Suzanne - Eh bien, s'il l'a détruit, il s'en repent ; et c'est de ta fiancée qu'il veut le racheter en secret aujourd'hui.

Figaro, se frottant la tête. - Ma tête s'amollit de surprise, et mon front fertilisé …

Suzanne - Ne le frotte donc pas !

Figaro - Quel danger ?

Suzanne, riant. - S'il y venait un petit bouton, des gens superstitieux …

Figaro - Tu ris, friponne ! Ah ! s'il y avait moyen d'attraper ce grand trompeur, de le faire donner dans un bon piège, et d'empocher son or !

Suzanne - De l'intrigue et de l'argent, te voilà dans ta sphère.

Figaro - Ce n'est pas la honte qui me retient.

Suzanne - La crainte ?

Figaro - Ce n'est rien d'entreprendre une chose dangereuse, mais d'échapper au péril en la menant à bien: car d'entrer cher quelqu'un la nuit, de lui souffler sa femme, et d'y recevoir cent coups de fouet pour la peine, il n'est rien plus aisé ; mille sots coquins l'ont fait.
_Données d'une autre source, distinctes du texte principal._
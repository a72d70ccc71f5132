use std::net::SocketAddr;

use dotenvy::dotenv;
use sea_orm::Database;
use tracing::{info, warn};
use tracing_subscriber::EnvFilter;

use codeconnect_accounts::{ensure_schema, AppState, SessionCfg};

#[tokio::main]
async fn main() -> anyhow::Result<()> {
    dotenv().ok();

    let filter = EnvFilter::try_from_default_env().unwrap_or_else(|_| EnvFilter::new("info"));
    tracing_subscriber::fmt().with_env_filter(filter).compact().init();

    let port: u16 = std::env::var("PORT").ok().and_then(|s| s.parse().ok()).unwrap_or(8000);

    // sqlite file for local development; point DATABASE_URL at Postgres for a
    // real deployment
    let db_url = std::env::var("DATABASE_URL")
        .unwrap_or_else(|_| "sqlite://codeconnect.db?mode=rwc".into());

    let db = Database::connect(&db_url).await?;
    ensure_schema(&db).await?;

    let secret = std::env::var("SESSION_SECRET").unwrap_or_else(|_| {
        warn!("SESSION_SECRET not set; using an insecure development key");
        "codeconnect-insecure-dev-key".into()
    });
    let state = AppState::new(db, &secret, SessionCfg::from_env());

    let app = gateway::app(state);

    let addr = SocketAddr::from(([0, 0, 0, 0], port));
    info!("listening on http://{}", addr);
    axum::serve(tokio::net::TcpListener::bind(addr).await?, app).await?;
    Ok(())
}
Mais … (On sonne de l'intérieur.)

Suzanne - Voilà madame éveillée ; elle m'a bien recommandé d'être la première à lui parler le matin de mes noces.

Figaro - Y a-t-il encore quelque chose là-dessous ?

Suzanne - Le berger dit que cela porte bonheur aux épouses délaissées. Adieu, mon petit Fi, Fi, Figaro ; rêve à notre affaire.

Figaro - Pour m'ouvrir l'esprit, donne un petit baiser.

Suzanne - A mon amant aujourd'hui ? Je t'en souhaite ! Et qu'en dirait demain mon mari ? (Figaro l'embrasse.)

Suzanne - Hé bien ! hé bien !

Figaro - C'est que tu n'as pas d'idée de mon amour.

Suzanne, se défripant. - Quand cesserez-vous, importun, de m'en parler du matin au soir ?

Figaro, mystérieusement. - Quand je pourrai te le prouver du soir jusqu'au matin. (On sonne une seconde fois.)

Suzanne, de loin, les doigts unis sur sa bouche. - Voilà votre baiser, monsieur ; je n'ai plus rien à vous.

Figaro court après elle. - Oh ! mais ce n'est pas ainsi que vous l'avez reçu.